Les structures officielles des droits de l’Homme : le vent du changement n’a pas encore soufflé

Quels sont les obstacles qui empêchent l’amélioration de l’efficacité des structures officielles relatives aux droits de l’Homme en Tunisie ? L’étude préparée par professeur Wahid Ferchichi a disséqué les structures officielles  en question et a fait un diagnostic. Le diagnostic se base  sur des entrevues avec les personnes concernées, des formulaires, cinq rencontres de concertation. Les raisons qui ont amené  le Centre Al Kawakibi pour la transition démocratique à réaliser une étude sur les structures officielles des droits de l’Homme sont : la nécessité de comprendre et d’évaluer leur fonctionnement, nous confie Wahid Ferchichi, l’auteur de cette étude.

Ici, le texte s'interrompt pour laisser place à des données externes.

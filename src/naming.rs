//! Centralized extension classification and output file naming.
//!
//! Every input file is classified once, by extension, before any bytes are
//! read. The admitted set is fixed: JPEG (with `jpg` aliased to `jpeg`),
//! BMP, and — when the `heic` feature is compiled in — HEIC. Anything else
//! is a skip, not an error.
//!
//! ## Output names
//!
//! Outputs always carry the target `.jpeg` extension. Files that had to be
//! shrunk get a `_reduced` suffix; files already within budget get
//! `_original`:
//! - `holiday.bmp`, shrunk twice → `holiday_reduced.jpeg`
//! - `holiday.jpg`, already small → `holiday_original.jpeg`

use std::path::Path;

/// The extension written on every output file.
pub const TARGET_EXTENSION: &str = "jpeg";

/// An admitted source format, detected from the file extension.
///
/// `jpg` and `jpeg` both map to [`SourceFormat::Jpeg`]; matching is
/// case-insensitive.
#[derive(Debug, Clone, Copy, PartialEq, Eq)]
pub enum SourceFormat {
    Jpeg,
    Bmp,
    #[cfg(feature = "heic")]
    Heic,
}

impl SourceFormat {
    /// Classify a raw extension. Returns `None` for anything outside the
    /// admitted set (including files with no extension at all).
    pub fn from_extension(ext: &str) -> Option<Self> {
        match ext.to_ascii_lowercase().as_str() {
            "jpeg" | "jpg" => Some(Self::Jpeg),
            "bmp" => Some(Self::Bmp),
            #[cfg(feature = "heic")]
            "heic" => Some(Self::Heic),
            _ => None,
        }
    }

    /// Classify a path by its extension.
    pub fn from_path(path: &Path) -> Option<Self> {
        path.extension()
            .and_then(|e| e.to_str())
            .and_then(Self::from_extension)
    }

    /// Whether this format already matches the target codec, so
    /// normalization is a pass-through.
    pub fn is_target(self) -> bool {
        matches!(self, Self::Jpeg)
    }

    /// Canonical lower-case name, with the `jpg` alias already folded.
    pub fn name(self) -> &'static str {
        match self {
            Self::Jpeg => "jpeg",
            Self::Bmp => "bmp",
            #[cfg(feature = "heic")]
            Self::Heic => "heic",
        }
    }
}

/// How a file left the pipeline, as reflected in its output name.
#[derive(Debug, Clone, Copy, PartialEq, Eq)]
pub enum OutputKind {
    /// At least one shrink step was taken.
    Reduced,
    /// Already within budget; re-encoded (or passed through) untouched.
    Original,
}

impl OutputKind {
    fn suffix(self) -> &'static str {
        match self {
            Self::Reduced => "_reduced",
            Self::Original => "_original",
        }
    }
}

/// Build an output file name from a stem.
///
/// The source extension never appears in the output; only the stem
/// survives, suffixed by the outcome and the target extension. The caller
/// is responsible for stem uniqueness — distinct sources can share a stem
/// (`photo.jpg` / `photo.bmp`), and since every output carries the same
/// extension, colliding stems would collide as output files.
pub fn output_name(stem: &str, kind: OutputKind) -> String {
    format!("{}{}.{}", stem, kind.suffix(), TARGET_EXTENSION)
}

Pour notre interlocuteur, les organismes étatiques intéressés par les droits de l’Homme sont les mêmes depuis l’époque de Ben Ali. «  Malheureusement, la réforme de ces établissement n’est pas une priorité pour le gouvernement ». Cette situation nous amène tout droit à dire que le vent du changement n’a pas encore soufflé sur les institutions officielles et que la nécessité du changement s’impose désormais, notamment deux ans après la révolution. Wahid Ferchichi nous rappelle que ces institutions ont été fondées avant le 14 janvier.  Donc, «  elles ne peuvent pas être le reflet de l’époque révolutionnaire ».

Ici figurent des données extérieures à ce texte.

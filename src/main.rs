use clap::{Parser, Subcommand};
use photoshrink::{batch, cancel::CancelFlag, config, output};
use std::path::PathBuf;

fn version_string() -> &'static str {
    let on_tag = env!("ON_RELEASE_TAG");
    if on_tag == "true" {
        env!("CARGO_PKG_VERSION")
    } else {
        let hash = env!("GIT_HASH");
        if hash.is_empty() {
            "dev@unknown"
        } else {
            // Leaked once at startup — trivial, called exactly once
            Box::leak(format!("dev@{hash}").into_boxed_str())
        }
    }
}

#[derive(Parser)]
#[command(name = "photoshrink")]
#[command(about = "Batch-normalize a directory of images to JPEG within a size budget")]
#[command(long_about = "\
Batch-normalize a directory of images to JPEG within a size budget

Every admitted file in the input directory (jpeg/jpg, bmp, and heic when
compiled in) is converted to JPEG and, if it exceeds the configured size
budget, repeatedly shrunk until it fits:

  original/holiday.bmp   --(2 shrink steps)-->  reduced/holiday_reduced.jpeg
  original/small.jpg     --(already fits)--->   reduced/small_original.jpeg

The output directory is cleared at the start of every run, so its contents
always reflect exactly one run over the current inputs. The input directory
is never modified. One file failing (corrupt data, unreachable budget)
never aborts the batch — it is reported and the run moves on.

Run 'photoshrink gen-config' to generate a documented photoshrink.toml.")]
#[command(version = version_string())]
struct Cli {
    /// Directory of source images (created empty if missing)
    #[arg(long, default_value = "original", global = true)]
    input: PathBuf,

    /// Output directory (deleted and recreated every run)
    #[arg(long, default_value = "reduced", global = true)]
    output: PathBuf,

    /// Directory for per-file intermediate artifacts
    #[arg(long, default_value = ".photoshrink-tmp", global = true)]
    work_dir: PathBuf,

    #[command(subcommand)]
    command: Command,
}

/// Flags that override values from the config file.
#[derive(clap::Args, Clone)]
struct RunArgs {
    /// Config file to load (photoshrink.toml format)
    #[arg(long)]
    config: Option<PathBuf>,

    /// Byte-budget mode: maximum encoded size per output file
    #[arg(long, conflicts_with = "max_pixels")]
    max_bytes: Option<u64>,

    /// Pixel-budget mode: maximum pixel count per output file
    #[arg(long)]
    max_pixels: Option<u64>,

    /// Linear shrink per attempt (must be > 1.0)
    #[arg(long)]
    shrink_ratio: Option<f64>,

    /// JPEG quality for measurement and output (1-100)
    #[arg(long)]
    quality: Option<u32>,

    /// Resize attempts before giving up on a file
    #[arg(long)]
    max_attempts: Option<u32>,

    /// Floor for either axis during reduction
    #[arg(long)]
    min_dimension: Option<u32>,

    /// Write the run report as JSON to this path
    #[arg(long)]
    report: Option<PathBuf>,
}

#[derive(Subcommand)]
enum Command {
    /// Process the input directory into the output directory
    Run(RunArgs),
    /// List input files and how a run would classify them, without running
    Check,
    /// Print a stock photoshrink.toml with all options documented
    GenConfig,
}

fn main() -> Result<(), Box<dyn std::error::Error>> {
    let cli = Cli::parse();

    match cli.command {
        Command::Run(args) => {
            let run_config = resolve_config(&args)?;
            init_thread_pool(&run_config.processing);

            let cancel = CancelFlag::new();
            let handler_flag = cancel.clone();
            ctrlc::set_handler(move || handler_flag.cancel())?;

            let (tx, rx) = std::sync::mpsc::channel();
            let printer = std::thread::spawn(move || {
                for event in rx {
                    output::print_event(&event);
                }
            });

            let report = batch::run(
                &run_config,
                &cli.input,
                &cli.output,
                &cli.work_dir,
                &cancel,
                Some(tx),
            )?;
            printer.join().expect("printer thread panicked");

            output::print_summary(&report.summary, report.cancelled);

            if let Some(report_path) = args.report {
                let json = serde_json::to_string_pretty(&report)?;
                std::fs::write(&report_path, json)?;
                println!("Report: {}", report_path.display());
            }
        }
        Command::Check => {
            println!("==> Checking {}", cli.input.display());
            let entries = batch::check(&cli.input);
            output::print_check_output(&entries);
        }
        Command::GenConfig => {
            print!("{}", config::stock_config_toml());
        }
    }

    Ok(())
}

/// Load the config file (if any) and overlay the CLI flags on top.
fn resolve_config(args: &RunArgs) -> Result<config::RunConfig, config::ConfigError> {
    let mut run_config = match &args.config {
        Some(path) => config::RunConfig::load(path)?,
        None => config::RunConfig::default(),
    };

    if let Some(max_bytes) = args.max_bytes {
        run_config.budget.mode = config::BudgetMode::MaxBytes;
        run_config.budget.value = max_bytes;
    }
    if let Some(max_pixels) = args.max_pixels {
        run_config.budget.mode = config::BudgetMode::MaxPixels;
        run_config.budget.value = max_pixels;
    }
    if let Some(shrink_ratio) = args.shrink_ratio {
        run_config.reducer.shrink_ratio = shrink_ratio;
    }
    if let Some(quality) = args.quality {
        run_config.reducer.quality = quality;
    }
    if let Some(max_attempts) = args.max_attempts {
        run_config.reducer.max_attempts = max_attempts;
    }
    if let Some(min_dimension) = args.min_dimension {
        run_config.reducer.min_dimension = min_dimension;
    }

    run_config.validate()?;
    Ok(run_config)
}

/// Initialize the rayon thread pool based on processing config.
///
/// Caps at the number of available CPU cores — user can constrain down, not up.
fn init_thread_pool(processing: &config::ProcessingConfig) {
    let threads = config::effective_threads(processing);
    rayon::ThreadPoolBuilder::new()
        .num_threads(threads)
        .build_global()
        .ok();
}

Et il ajoute : « Elles sont bel et bien dépassées et non conformes aux principes de la révolution ». Les membres non officiels des structures des droits de l’Homme n’ont pas de pouvoir décisionnel et leurs prérogatives demeurent limitées. «  Elles ont été créées pour aider les autorités à participer aux concertations.  Pis  encore, ses membres n’ont pas le droit de publier de rapports », indique-t-il.

Comment les droits de l’Homme peuvent-ils progresser avec des institutions sclérosées par la mentalité de l’ancien régime ?

Le pouvoir exécutif a la mainmise sur les décisions dans le domaine des droits de l’Homme et partout dans le monde c’est la société civile en premier lieu qui intervient, mais en Tunisie, force est de constater que les autorités tiennent en main ces établissements. Comme d’autres domaines, les droits de l’Homme ne sont pas décentralisés. Les organismes des droits de l’Homme demeurent inaccessibles pour plusieurs régions du pays.  Et l’absence de  transparence vient encore aggraver la situation. Selon le rapport : «  Le désir d’écarter l’organisme des droits de l’Homme est à l’origine du manque de transparence ».

Cette thèse  se confirme avec un autre paramètre, à savoir l’absence d’outils de suivi et de contrôle : plusieurs centres ne disposent pas de moyens logistiques ou techniques les plus élémentaires.